Source material ->

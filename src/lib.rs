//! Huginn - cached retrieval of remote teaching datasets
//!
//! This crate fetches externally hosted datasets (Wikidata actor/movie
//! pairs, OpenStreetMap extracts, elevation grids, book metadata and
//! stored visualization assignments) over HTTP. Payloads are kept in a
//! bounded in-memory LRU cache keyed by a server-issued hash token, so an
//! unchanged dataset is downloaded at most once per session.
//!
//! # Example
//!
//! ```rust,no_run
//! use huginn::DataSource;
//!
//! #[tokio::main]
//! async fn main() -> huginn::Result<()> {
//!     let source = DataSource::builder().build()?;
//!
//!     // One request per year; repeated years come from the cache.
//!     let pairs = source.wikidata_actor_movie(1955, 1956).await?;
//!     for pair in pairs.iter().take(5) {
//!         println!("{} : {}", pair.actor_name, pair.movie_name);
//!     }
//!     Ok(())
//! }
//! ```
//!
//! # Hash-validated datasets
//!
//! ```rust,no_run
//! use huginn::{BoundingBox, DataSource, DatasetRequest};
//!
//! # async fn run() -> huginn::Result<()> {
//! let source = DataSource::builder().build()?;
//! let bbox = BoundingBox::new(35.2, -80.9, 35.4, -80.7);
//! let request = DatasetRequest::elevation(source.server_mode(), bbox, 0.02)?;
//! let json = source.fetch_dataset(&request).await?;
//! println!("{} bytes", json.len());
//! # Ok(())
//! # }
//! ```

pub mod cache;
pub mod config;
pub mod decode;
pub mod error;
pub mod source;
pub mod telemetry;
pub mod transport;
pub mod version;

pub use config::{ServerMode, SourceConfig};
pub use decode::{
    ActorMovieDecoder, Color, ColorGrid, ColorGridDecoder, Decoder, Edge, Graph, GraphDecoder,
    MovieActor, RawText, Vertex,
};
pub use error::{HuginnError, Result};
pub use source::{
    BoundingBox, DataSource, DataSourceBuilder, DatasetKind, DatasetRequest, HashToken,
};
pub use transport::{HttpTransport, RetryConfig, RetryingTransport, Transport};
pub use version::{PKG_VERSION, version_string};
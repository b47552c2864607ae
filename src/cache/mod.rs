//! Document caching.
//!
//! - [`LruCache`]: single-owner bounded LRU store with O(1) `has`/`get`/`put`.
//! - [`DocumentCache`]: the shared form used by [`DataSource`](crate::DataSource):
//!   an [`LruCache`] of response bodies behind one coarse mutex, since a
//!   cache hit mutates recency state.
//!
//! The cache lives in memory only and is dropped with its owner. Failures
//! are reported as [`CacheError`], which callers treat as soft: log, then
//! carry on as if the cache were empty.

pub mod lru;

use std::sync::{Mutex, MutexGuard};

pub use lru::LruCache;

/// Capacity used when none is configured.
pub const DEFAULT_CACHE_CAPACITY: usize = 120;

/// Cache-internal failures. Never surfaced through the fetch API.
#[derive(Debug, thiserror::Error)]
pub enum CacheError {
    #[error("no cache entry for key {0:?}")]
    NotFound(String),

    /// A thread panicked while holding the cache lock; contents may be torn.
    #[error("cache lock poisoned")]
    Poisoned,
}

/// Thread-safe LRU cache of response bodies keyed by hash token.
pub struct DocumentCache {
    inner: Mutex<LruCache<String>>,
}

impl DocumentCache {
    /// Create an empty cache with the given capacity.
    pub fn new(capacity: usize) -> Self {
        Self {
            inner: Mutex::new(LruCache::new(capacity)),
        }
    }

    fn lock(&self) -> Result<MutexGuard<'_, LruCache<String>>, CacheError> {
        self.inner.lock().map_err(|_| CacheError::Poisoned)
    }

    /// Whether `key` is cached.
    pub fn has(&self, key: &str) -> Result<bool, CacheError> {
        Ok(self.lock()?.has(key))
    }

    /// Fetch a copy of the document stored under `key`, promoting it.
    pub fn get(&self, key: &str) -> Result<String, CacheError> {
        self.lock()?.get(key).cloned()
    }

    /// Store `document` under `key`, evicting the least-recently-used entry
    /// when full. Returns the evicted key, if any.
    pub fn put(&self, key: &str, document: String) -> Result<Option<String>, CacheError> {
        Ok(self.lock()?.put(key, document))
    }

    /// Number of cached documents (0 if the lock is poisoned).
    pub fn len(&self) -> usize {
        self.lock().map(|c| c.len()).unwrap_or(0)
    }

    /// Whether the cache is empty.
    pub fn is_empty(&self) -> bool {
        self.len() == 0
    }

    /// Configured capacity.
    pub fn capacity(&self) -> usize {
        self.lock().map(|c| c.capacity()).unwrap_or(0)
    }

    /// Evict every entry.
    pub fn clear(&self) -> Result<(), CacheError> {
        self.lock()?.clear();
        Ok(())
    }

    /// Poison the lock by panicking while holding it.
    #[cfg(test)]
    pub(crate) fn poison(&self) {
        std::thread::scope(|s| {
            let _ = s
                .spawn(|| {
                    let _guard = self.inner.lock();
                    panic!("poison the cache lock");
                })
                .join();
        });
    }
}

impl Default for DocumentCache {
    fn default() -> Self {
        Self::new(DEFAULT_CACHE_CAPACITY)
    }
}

Instructions for the task -> Output the material above, all of it, exactly.

Your response ->
filename src/lib.rs
//! Huginn - cached retrieval of remote teaching datasets
//!
//! This crate fetches externally hosted datasets (Wikidata actor/movie
//! pairs, OpenStreetMap extracts, elevation grids, book metadata and
//! stored visualization assignments) over HTTP. Payloads are kept in a
//! bounded in-memory LRU cache keyed by a server-issued hash token, so an
//! unchanged dataset is downloaded at most once per session.
//!
//! # Example
//!
//! ```rust,no_run
//! use huginn::DataSource;
//!
//! #[tokio::main]
//! async fn main() -> huginn::Result<()> {
//!     let source = DataSource::builder().build()?;
//!
//!     // One request per year; repeated years come from the cache.
//!     let pairs = source.wikidata_actor_movie(1955, 1956).await?;
//!     for pair in pairs.iter().take(5) {
//!         println!("{} : {}", pair.actor_name, pair.movie_name);
//!     }
//!     Ok(())
//! }
//! ```
//!
//! # Hash-validated datasets
//!
//! ```rust,no_run
//! use huginn::{BoundingBox, DataSource, DatasetRequest};
//!
//! # async fn run() -> huginn::Result<()> {
//! let source = DataSource::builder().build()?;
//! let bbox = BoundingBox::new(35.2, -80.9, 35.4, -80.7);
//! let request = DatasetRequest::elevation(source.server_mode(), bbox, 0.02)?;
//! let json = source.fetch_dataset(&request).await?;
//! println!("{} bytes", json.len());
//! # Ok(())
//! # }
//! ```

pub mod cache;
pub mod config;
pub mod decode;
pub mod error;
pub mod source;
pub mod telemetry;
pub mod transport;
pub mod version;

pub use config::{ServerMode, SourceConfig};
pub use decode::{
    ActorMovieDecoder, Color, ColorGrid, ColorGridDecoder, Decoder, Edge, Graph, GraphDecoder,
    MovieActor, RawText, Vertex,
};
pub use error::{HuginnError, Result};
pub use source::{
    BoundingBox, DataSource, DataSourceBuilder, DatasetKind, DatasetRequest, HashToken,
};
pub use transport::{HttpTransport, RetryConfig, RetryingTransport, Transport};
pub use version::{PKG_VERSION, version_string};
repository b47552c2864607ae
filename src/cache/mod.rs
//! Document caching.
//!
//! - [`LruCache`]: single-owner bounded LRU store with O(1) `has`/`get`/`put`.
//! - [`DocumentCache`]: the shared form used by [`DataSource`](crate::DataSource):
//!   an [`LruCache`] of response bodies behind one coarse mutex, since a
//!   cache hit mutates recency state.
//!
//! The cache lives in memory only and is dropped with its owner. Failures
//! are reported as [`CacheError`], which callers treat as soft: log, then
//! carry on as if the cache were empty.

pub mod lru;

use std::sync::{Mutex, MutexGuard};

pub use lru::LruCache;

/// Capacity used when none is configured.
pub const DEFAULT_CACHE_CAPACITY: usize = 120;

/// Cache-internal failures. Never surfaced through the fetch API.
#[derive(Debug, thiserror::Error)]
pub enum CacheError {
    #[error("no cache entry for key {0:?}")]
    NotFound(String),

    /// A thread panicked while holding the cache lock; contents may be torn.
    #[error("cache lock poisoned")]
    Poisoned,
}

/// Thread-safe LRU cache of response bodies keyed by hash token.
pub struct DocumentCache {
    inner: Mutex<LruCache<String>>,
}

impl DocumentCache {
    /// Create an empty cache with the given capacity.
    pub fn new(capacity: usize) -> Self {
        Self {
            inner: Mutex::new(LruCache::new(capacity)),
        }
    }

    fn lock(&self) -> Result<MutexGuard<'_, LruCache<String>>, CacheError> {
        self.inner.lock().map_err(|_| CacheError::Poisoned)
    }

    /// Whether `key` is cached.
    pub fn has(&self, key: &str) -> Result<bool, CacheError> {
        Ok(self.lock()?.has(key))
    }

    /// Fetch a copy of the document stored under `key`, promoting it.
    pub fn get(&self, key: &str) -> Result<String, CacheError> {
        self.lock()?.get(key).cloned()
    }

    /// Store `document` under `key`, evicting the least-recently-used entry
    /// when full. Returns the evicted key, if any.
    pub fn put(&self, key: &str, document: String) -> Result<Option<String>, CacheError> {
        Ok(self.lock()?.put(key, document))
    }

    /// Number of cached documents (0 if the lock is poisoned).
    pub fn len(&self) -> usize {
        self.lock().map(|c| c.len()).unwrap_or(0)
    }

    /// Whether the cache is empty.
    pub fn is_empty(&self) -> bool {
        self.len() == 0
    }

    /// Configured capacity.
    pub fn capacity(&self) -> usize {
        self.lock().map(|c| c.capacity()).unwrap_or(0)
    }

    /// Evict every entry.
    pub fn clear(&self) -> Result<(), CacheError> {
        self.lock()?.clear();
        Ok(())
    }

    /// Poison the lock by panicking while holding it.
    #[cfg(test)]
    pub(crate) fn poison(&self) {
        std::thread::scope(|s| {
            let _ = s
                .spawn(|| {
                    let _guard = self.inner.lock();
                    panic!("poison the cache lock");
                })
                .join();
        });
    }
}

impl Default for DocumentCache {
    fn default() -> Self {
        Self::new(DEFAULT_CACHE_CAPACITY)
    }
}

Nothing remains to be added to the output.